Work to be completed:
Output, word for word, the lines of this listing that fall between the line with "filename tests/unit_tests.rs" and the line with "for energy_level in", counting both of those lines, and no others.

Given information:
*-*-*
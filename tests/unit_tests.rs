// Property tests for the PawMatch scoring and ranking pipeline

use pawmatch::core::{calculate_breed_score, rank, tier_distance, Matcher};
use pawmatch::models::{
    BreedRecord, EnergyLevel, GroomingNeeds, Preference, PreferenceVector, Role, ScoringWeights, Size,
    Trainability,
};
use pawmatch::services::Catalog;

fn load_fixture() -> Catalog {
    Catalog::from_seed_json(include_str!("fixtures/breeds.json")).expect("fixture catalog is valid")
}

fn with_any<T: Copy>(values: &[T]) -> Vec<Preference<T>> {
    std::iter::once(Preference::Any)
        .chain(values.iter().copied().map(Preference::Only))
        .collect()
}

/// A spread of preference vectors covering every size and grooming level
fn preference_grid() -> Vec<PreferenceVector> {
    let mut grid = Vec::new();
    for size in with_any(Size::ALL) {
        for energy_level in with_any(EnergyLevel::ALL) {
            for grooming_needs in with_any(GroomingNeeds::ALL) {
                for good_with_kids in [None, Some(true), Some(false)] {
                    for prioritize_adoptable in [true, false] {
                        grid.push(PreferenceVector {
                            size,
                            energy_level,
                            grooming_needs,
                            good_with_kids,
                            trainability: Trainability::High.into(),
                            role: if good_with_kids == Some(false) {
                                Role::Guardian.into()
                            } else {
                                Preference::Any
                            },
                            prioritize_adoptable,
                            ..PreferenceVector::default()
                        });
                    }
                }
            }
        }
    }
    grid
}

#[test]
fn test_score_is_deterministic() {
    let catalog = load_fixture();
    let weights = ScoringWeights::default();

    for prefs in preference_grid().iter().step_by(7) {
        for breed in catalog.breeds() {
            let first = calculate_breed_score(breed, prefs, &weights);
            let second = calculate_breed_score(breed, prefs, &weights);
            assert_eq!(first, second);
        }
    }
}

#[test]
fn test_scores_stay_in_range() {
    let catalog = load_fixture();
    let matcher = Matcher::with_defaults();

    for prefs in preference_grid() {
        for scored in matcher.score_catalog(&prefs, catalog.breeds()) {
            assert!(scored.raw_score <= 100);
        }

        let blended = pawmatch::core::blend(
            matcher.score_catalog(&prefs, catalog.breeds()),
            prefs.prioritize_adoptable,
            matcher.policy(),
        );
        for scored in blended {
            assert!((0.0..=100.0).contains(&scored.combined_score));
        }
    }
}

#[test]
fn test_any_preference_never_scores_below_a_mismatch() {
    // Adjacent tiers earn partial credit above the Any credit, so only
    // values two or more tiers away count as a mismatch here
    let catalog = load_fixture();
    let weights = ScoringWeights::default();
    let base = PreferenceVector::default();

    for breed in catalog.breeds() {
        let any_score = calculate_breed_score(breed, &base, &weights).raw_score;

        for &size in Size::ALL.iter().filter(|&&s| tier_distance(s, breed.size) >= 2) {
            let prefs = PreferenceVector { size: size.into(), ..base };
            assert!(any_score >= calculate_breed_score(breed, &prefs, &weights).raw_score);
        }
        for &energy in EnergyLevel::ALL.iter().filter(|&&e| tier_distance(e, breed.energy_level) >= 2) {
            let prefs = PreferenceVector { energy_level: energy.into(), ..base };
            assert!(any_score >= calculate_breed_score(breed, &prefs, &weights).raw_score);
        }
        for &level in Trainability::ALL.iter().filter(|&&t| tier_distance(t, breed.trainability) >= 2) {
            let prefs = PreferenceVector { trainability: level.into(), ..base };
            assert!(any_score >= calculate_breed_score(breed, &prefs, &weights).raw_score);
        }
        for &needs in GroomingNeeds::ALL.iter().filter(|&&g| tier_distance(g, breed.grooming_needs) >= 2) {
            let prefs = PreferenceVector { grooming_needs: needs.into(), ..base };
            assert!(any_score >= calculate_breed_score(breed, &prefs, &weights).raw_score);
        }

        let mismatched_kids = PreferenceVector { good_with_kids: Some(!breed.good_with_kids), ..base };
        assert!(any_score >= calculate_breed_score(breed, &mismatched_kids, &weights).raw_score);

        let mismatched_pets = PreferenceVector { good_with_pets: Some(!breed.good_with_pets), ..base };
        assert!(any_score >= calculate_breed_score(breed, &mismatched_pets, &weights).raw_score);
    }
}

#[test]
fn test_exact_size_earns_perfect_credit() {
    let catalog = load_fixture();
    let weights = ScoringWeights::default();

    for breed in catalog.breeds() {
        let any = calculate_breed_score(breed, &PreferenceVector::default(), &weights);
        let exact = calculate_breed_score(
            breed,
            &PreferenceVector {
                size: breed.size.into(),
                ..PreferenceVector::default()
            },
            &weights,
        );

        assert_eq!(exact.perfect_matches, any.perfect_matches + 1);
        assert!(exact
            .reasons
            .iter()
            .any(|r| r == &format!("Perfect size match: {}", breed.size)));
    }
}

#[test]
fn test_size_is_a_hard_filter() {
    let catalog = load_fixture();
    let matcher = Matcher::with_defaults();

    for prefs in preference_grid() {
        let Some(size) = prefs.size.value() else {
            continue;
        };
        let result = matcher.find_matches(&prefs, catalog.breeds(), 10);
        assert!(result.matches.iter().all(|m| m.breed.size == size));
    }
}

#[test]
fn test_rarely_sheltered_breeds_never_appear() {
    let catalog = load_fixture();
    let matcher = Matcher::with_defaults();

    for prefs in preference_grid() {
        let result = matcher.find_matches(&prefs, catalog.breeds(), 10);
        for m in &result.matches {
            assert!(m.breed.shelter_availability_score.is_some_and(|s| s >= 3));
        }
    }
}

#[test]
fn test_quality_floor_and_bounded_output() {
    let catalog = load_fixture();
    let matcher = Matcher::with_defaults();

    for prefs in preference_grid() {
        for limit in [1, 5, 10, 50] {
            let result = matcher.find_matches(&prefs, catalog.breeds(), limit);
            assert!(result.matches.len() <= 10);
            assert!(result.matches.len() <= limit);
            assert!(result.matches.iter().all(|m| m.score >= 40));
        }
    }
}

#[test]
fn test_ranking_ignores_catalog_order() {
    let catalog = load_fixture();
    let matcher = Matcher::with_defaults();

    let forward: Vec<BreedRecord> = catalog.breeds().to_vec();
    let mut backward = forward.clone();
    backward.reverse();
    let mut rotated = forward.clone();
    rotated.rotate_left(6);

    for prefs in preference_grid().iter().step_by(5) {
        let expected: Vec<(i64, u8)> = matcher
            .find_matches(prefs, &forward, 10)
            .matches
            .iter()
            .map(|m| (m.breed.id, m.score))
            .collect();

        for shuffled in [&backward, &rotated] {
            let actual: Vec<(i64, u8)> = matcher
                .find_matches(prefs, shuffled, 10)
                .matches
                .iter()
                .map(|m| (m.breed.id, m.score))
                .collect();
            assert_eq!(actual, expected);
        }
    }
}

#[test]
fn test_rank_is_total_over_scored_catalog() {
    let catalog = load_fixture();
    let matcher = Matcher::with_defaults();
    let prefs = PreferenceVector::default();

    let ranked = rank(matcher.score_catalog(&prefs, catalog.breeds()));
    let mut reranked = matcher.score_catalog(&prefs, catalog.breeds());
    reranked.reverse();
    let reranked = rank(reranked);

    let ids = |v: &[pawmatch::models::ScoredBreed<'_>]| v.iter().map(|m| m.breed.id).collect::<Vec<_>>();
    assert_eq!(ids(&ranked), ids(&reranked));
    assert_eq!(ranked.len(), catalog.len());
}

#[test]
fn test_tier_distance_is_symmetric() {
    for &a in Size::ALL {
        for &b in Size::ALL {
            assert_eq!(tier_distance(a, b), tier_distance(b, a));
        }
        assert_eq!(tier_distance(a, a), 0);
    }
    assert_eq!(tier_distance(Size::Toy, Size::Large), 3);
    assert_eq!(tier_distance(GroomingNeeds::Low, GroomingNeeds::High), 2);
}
*-*-*
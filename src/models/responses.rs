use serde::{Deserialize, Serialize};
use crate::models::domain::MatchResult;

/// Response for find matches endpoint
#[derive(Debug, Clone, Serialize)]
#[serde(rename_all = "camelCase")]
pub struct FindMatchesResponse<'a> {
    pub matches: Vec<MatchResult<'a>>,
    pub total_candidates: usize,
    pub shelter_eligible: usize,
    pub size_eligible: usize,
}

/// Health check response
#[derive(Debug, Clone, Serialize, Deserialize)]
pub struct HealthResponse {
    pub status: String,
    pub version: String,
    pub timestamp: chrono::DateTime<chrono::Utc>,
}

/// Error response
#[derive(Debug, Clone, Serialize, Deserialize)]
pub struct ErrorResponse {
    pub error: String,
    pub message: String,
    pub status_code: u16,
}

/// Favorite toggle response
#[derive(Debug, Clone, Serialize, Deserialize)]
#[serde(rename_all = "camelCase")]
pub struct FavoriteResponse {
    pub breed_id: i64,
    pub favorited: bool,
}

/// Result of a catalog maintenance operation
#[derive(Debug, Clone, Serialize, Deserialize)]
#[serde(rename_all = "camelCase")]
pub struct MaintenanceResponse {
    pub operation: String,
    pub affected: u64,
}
*-*-*
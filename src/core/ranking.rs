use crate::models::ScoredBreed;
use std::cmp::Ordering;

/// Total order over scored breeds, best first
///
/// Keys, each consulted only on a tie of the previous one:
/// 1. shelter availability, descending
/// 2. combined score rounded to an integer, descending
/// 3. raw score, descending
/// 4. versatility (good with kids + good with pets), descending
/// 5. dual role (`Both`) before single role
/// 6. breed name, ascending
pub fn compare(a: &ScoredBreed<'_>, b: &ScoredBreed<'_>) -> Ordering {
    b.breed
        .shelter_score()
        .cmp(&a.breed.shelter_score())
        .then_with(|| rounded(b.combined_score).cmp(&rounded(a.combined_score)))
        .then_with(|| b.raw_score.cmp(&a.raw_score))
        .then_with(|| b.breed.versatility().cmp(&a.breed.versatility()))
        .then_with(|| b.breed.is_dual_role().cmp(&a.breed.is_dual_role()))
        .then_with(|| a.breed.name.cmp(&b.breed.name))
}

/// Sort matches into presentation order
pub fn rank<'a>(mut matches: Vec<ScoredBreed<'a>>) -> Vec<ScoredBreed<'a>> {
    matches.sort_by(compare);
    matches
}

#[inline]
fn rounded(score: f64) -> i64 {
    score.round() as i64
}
*-*-*
Your solution:
filename tests/unit_tests.rs
// Property tests for the PawMatch scoring and ranking pipeline

use pawmatch::core::{calculate_breed_score, rank, tier_distance, Matcher};
use pawmatch::models::{
    BreedRecord, EnergyLevel, GroomingNeeds, Preference, PreferenceVector, Role, ScoringWeights, Size,
    Trainability,
};
use pawmatch::services::Catalog;

fn load_fixture() -> Catalog {
    Catalog::from_seed_json(include_str!("fixtures/breeds.json")).expect("fixture catalog is valid")
}

fn with_any<T: Copy>(values: &[T]) -> Vec<Preference<T>> {
    std::iter::once(Preference::Any)
        .chain(values.iter().copied().map(Preference::Only))
        .collect()
}

/// A spread of preference vectors covering every size and grooming level
fn preference_grid() -> Vec<PreferenceVector> {
    let mut grid = Vec::new();
    for size in with_any(Size::ALL) {
        for energy_level in with_any(EnergyLevel::ALL) {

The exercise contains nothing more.